La pizza e i pizzaioli sono attori di consumata efficacia. E quindi sarà necessario aggiungere il Sigep ad altre manifestazioni nazionali e internazionali – come Cibus e Tuttofood – o locali – come Tuttopizza a Napoli.
Pizza, tanta pizza, ma anche altri prodotti che anticipano tendenze dei consumi, cavalcano le onde di gusti e soluzioni più o meno affermate, confermano la validità di prodotti che non tardiamo a definire iconici. Ed allora ecco gli high light di questa edizione che ha giocato di anticipo. Con una data anticipata rispetto ai cartelloni degli anni scorsi e la giornata inaugurale del venerdì. Anch’essa un’anticipazione.
La pizza al Sigep 2026

1. Vanvitiello, il food truck che fa pizza contemporanea
L’originalità della proposta in area pizza spetta a Ciccio Vitiello che ha inventato il Vanvitiello, crasi tra il suo cognome e quello dell’architetto Luigi Vanvitelli progettista della Reggia di Caserta. La pizzeria di Vitiello, Cambia-Menti, si trova appunto a Caserta nella frazione di San Leucio.

Il food truck è pensato per portare la pizza in eventi pubblici e privati ma fa a meno del forno a bocca aperta della tradizione napoletana. Ciccio Vitiello ha messo in “menù” impasti e pizze specifiche per la cottura in un forno a nastro.

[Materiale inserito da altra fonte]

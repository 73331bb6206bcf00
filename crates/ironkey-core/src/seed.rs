//! Root-seed handling.
//!
//! The registry never stores seed bytes; it asks a [`SeedSource`] every
//! time it needs to re-derive a key. Mnemonic handling, keystore files,
//! and unlock prompts all live behind that trait in collaborator crates.

use std::fmt;

use ironkey_crypto::DeriveError;
use zeroize::Zeroize;

use crate::error::RegistryError;

/// Root secret bytes, exactly 32 or 64 of them.
///
/// Zeroized on drop; `Debug` is redacted so seed material never reaches
/// logs.
#[derive(Clone)]
pub struct Seed {
    bytes: Vec<u8>,
}

impl Seed {
    /// Wrap seed bytes, enforcing the supported lengths.
    ///
    /// # Errors
    ///
    /// `InvalidSeed` unless `bytes` is 32 or 64 bytes long.
    pub fn new(bytes: Vec<u8>) -> Result<Self, DeriveError> {
        if bytes.len() != 32 && bytes.len() != 64 {
            return Err(DeriveError::InvalidSeed { len: bytes.len(), expected: "32 or 64" });
        }
        Ok(Self { bytes })
    }

    /// Raw seed bytes.
    pub fn as_bytes(&self) -> &[u8] {
        &self.bytes
    }
}

impl Drop for Seed {
    fn drop(&mut self) {
        self.bytes.zeroize();
    }
}

impl fmt::Debug for Seed {
    fn fmt(&self, f: &mut fmt::Formatter<'_>) -> fmt::Result {
        write!(f, "Seed({} bytes)", self.bytes.len())
    }
}

/// Supplier of the root seed.
///
/// Implementations own unlocking, caching, and storage policy. A source
/// that is currently locked returns [`RegistryError::SeedUnavailable`];
/// the registry propagates that without retrying (unlocking is the
/// caller's business).
pub trait SeedSource {
    /// Return the root seed.
    fn seed(&self) -> Result<Seed, RegistryError>;
}

/// In-memory seed source with an explicit lock switch.
///
/// Suitable for tests and for callers that manage seed lifetime
/// themselves; anything touching disk or hardware belongs in a
/// collaborator crate.
#[derive(Debug)]
pub struct MemorySeedSource {
    seed: Seed,
    locked: bool,
}

impl MemorySeedSource {
    /// Create an unlocked source holding `seed`.
    pub fn new(seed: Seed) -> Self {
        Self { seed, locked: false }
    }

    /// Refuse further `seed()` calls until unlocked.
    pub fn lock(&mut self) {
        self.locked = true;
    }

    /// Allow `seed()` calls again.
    pub fn unlock(&mut self) {
        self.locked = false;
    }
}

impl SeedSource for MemorySeedSource {
    fn seed(&self) -> Result<Seed, RegistryError> {
        if self.locked {
            return Err(RegistryError::SeedUnavailable);
        }
        Ok(self.seed.clone())
    }
}
//! Fuzz target for `DerivationPath::parse`
//!
//! This fuzzer tests path parsing with arbitrary strings to find:
//! - Parser crashes or panics
//! - Inputs that parse but do not round-trip through `Display`
//! - Non-canonical strings that slip past validation
//!
//! The fuzzer should NEVER panic. All invalid inputs should return an error.

#![no_main]

use ironkey_crypto::DerivationPath;
use libfuzzer_sys::fuzz_target;

fuzz_target!(|data: &[u8]| {
    let Ok(input) = std::str::from_utf8(data) else {
        return;
    };

    // Parsing must never panic, and anything it accepts must be the
    // canonical rendering of the parsed value.
    if let Ok(path) = DerivationPath::parse(input) {
        let rendered = path.to_string();
        assert_eq!(rendered, input, "accepted a non-canonical path string");
        assert_eq!(DerivationPath::parse(&rendered), Ok(path));
    }
});
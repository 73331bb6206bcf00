//! Deterministic keypair derivation from a root seed.
//!
//! Two purpose-built constructions share one seed with strict domain
//! separation:
//!
//! - [`ed25519`]: hardened hierarchical HMAC-SHA512 chain for the signing
//!   branch (no public derivation anywhere).
//! - [`x25519`]: flat single-step HKDF-SHA512 for the key-agreement branch.
//!
//! Derivation is a pure function of `(seed, path)`: identical inputs always
//! yield identical keypairs, distinct paths yield cryptographically
//! independent keys, and no function maps a key on one branch to a key on
//! the other.

mod ed25519;
mod x25519;

use std::fmt;

use zeroize::Zeroize;

pub use ed25519::derive_ed25519;
pub use x25519::derive_x25519;

use crate::{error::DeriveError, path::{Curve, DerivationPath}};

/// A 32-byte private scalar in its curve's key-generation form.
///
/// Zeroized on drop. `Debug` is redacted so key bytes never reach logs.
#[derive(Clone)]
pub struct SecretKey([u8; 32]);

impl SecretKey {
    /// Wrap raw secret bytes.
    pub fn from_bytes(bytes: [u8; 32]) -> Self {
        Self(bytes)
    }

    /// Raw secret bytes.
    pub fn as_bytes(&self) -> &[u8; 32] {
        &self.0
    }
}

impl Drop for SecretKey {
    fn drop(&mut self) {
        self.0.zeroize();
    }
}

impl fmt::Debug for SecretKey {
    fn fmt(&self, f: &mut fmt::Formatter<'_>) -> fmt::Result {
        f.write_str("SecretKey(..)")
    }
}

/// A 32-byte public key.
#[derive(Debug, Clone, Copy, PartialEq, Eq, Hash)]
pub struct PublicKey([u8; 32]);

impl PublicKey {
    /// Wrap raw public-key bytes.
    pub fn from_bytes(bytes: [u8; 32]) -> Self {
        Self(bytes)
    }

    /// Raw public-key bytes.
    pub fn as_bytes(&self) -> &[u8; 32] {
        &self.0
    }
}

/// A derived keypair.
#[derive(Debug, Clone)]
pub struct KeyPair {
    /// Private scalar (curve-clamped form for X25519, seed form for Ed25519)
    pub secret: SecretKey,
    /// Matching public key
    pub public: PublicKey,
}

/// Derive the keypair named by `path`, dispatching on its curve.
///
/// # Errors
///
/// - `InvalidSeed` if the seed length is unsupported for the path's curve
/// - `InvalidPath` never from this entry point (the curve always matches)
pub fn derive(seed: &[u8], path: &DerivationPath) -> Result<KeyPair, DeriveError> {
    match path.curve {
        Curve::Ed25519 => derive_ed25519(seed, path),
        Curve::X25519 => derive_x25519(seed, path),
    }
}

Particolarmente riuscita la sua versione del pane, burro e alici qui proposta con un impasto che contiene il 5% di burro della Brazzale con cui collabora e il 10% della nuova NIC – New Idea Cream – della stessa azienda (presente al Sigep 2026). Una crema multifunzione che in questo caso aiuta la croccantezza del prodotto finale, mentre il burro aumenta la morbidezza del cuore della pizza. Come condimento, burro e le alici di Armatore.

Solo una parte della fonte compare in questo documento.